//! Classification of image references

use crate::util::is_http_url;

/// Scheme prefix of durable object-storage references.
pub const REMOTE_SCHEME: &str = "cloud://";

/// What kind of location an image reference points at.
///
/// Classification is purely by prefix: `cloud://` is remote, `http://` and
/// `https://` are external, anything else non-empty is a local path.
#[derive(Debug, Clone, Copy, PartialEq, Eq)]
pub enum AssetRef<'a> {
    Local(&'a str),
    Remote(&'a str),
    External(&'a str),
}

impl<'a> AssetRef<'a> {
    /// Classify `value`, returning `None` for an empty reference.
    pub fn classify(value: &'a str) -> Option<Self> {
        if value.is_empty() {
            None
        } else if value.starts_with(REMOTE_SCHEME) {
            Some(Self::Remote(value))
        } else if is_http_url(value) {
            Some(Self::External(value))
        } else {
            Some(Self::Local(value))
        }
    }

    pub const fn as_str(&self) -> &'a str {
        match self {
            Self::Local(value) | Self::Remote(value) | Self::External(value) => value,
        }
    }

    pub const fn is_local(&self) -> bool {
        matches!(self, Self::Local(_))
    }

    pub const fn is_remote(&self) -> bool {
        matches!(self, Self::Remote(_))
    }
}

/// Whether `value` is a local file path that still needs uploading.
pub fn is_local_path(value: &str) -> bool {
    AssetRef::classify(value).is_some_and(|asset| asset.is_local())
}

/// Whether `value` is a durable `cloud://` reference.
pub fn is_remote_ref(value: &str) -> bool {
    AssetRef::classify(value).is_some_and(|asset| asset.is_remote())
}
//! Local record store: the authoritative copy of the diary.
//!
//! Entries and custom tags are each persisted as one JSON blob. Every write
//! is a read-modify-write through [`BlobStore::update`], which the `SQLite`
//! store runs as one transaction so separate `tipsy` processes cannot lose
//! each other's changes. A store-level lock also orders writers inside one
//! process for blob stores without transactions.

use std::collections::HashSet;
use std::sync::Arc;

use parking_lot::Mutex;
use serde::de::DeserializeOwned;
use serde::Serialize;

use crate::db::{BlobStore, ENTRIES_KEY, TAGS_KEY};
use crate::models::{is_local_path, normalize_tag, DiaryEntry};
use crate::storage::AssetStore;
use crate::util::{format_date, format_time, now_millis};
use crate::{Error, Result};

pub struct LocalRecordStore {
    blobs: Arc<dyn BlobStore>,
    assets: AssetStore,
    write_lock: Mutex<()>,
}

:::

_Your objective_: All lines from the top of the data through the line containing "pub const fn as_str(&self)" need to be retyped exactly, and nothing more.

_Written response_:
//! Classification of image references

use crate::util::is_http_url;

/// Scheme prefix of durable object-storage references.
pub const REMOTE_SCHEME: &str = "cloud://";

/// What kind of location an image reference points at.
///
/// Classification is purely by prefix: `cloud://` is remote, `http://` and
/// `https://` are external, anything else non-empty is a local path.
#[derive(Debug, Clone, Copy, PartialEq, Eq)]
pub enum AssetRef<'a> {
    Local(&'a str),
    Remote(&'a str),
    External(&'a str),
}

impl<'a> AssetRef<'a> {
    /// Classify `value`, returning `None` for an empty reference.
    pub fn classify(value: &'a str) -> Option<Self> {
        if value.is_empty() {
            None
        } else if value.starts_with(REMOTE_SCHEME) {
            Some(Self::Remote(value))
        } else if is_http_url(value) {
            Some(Self::External(value))
        } else {
            Some(Self::Local(value))
        }
    }

    pub const fn as_str(&self) -> &'a str {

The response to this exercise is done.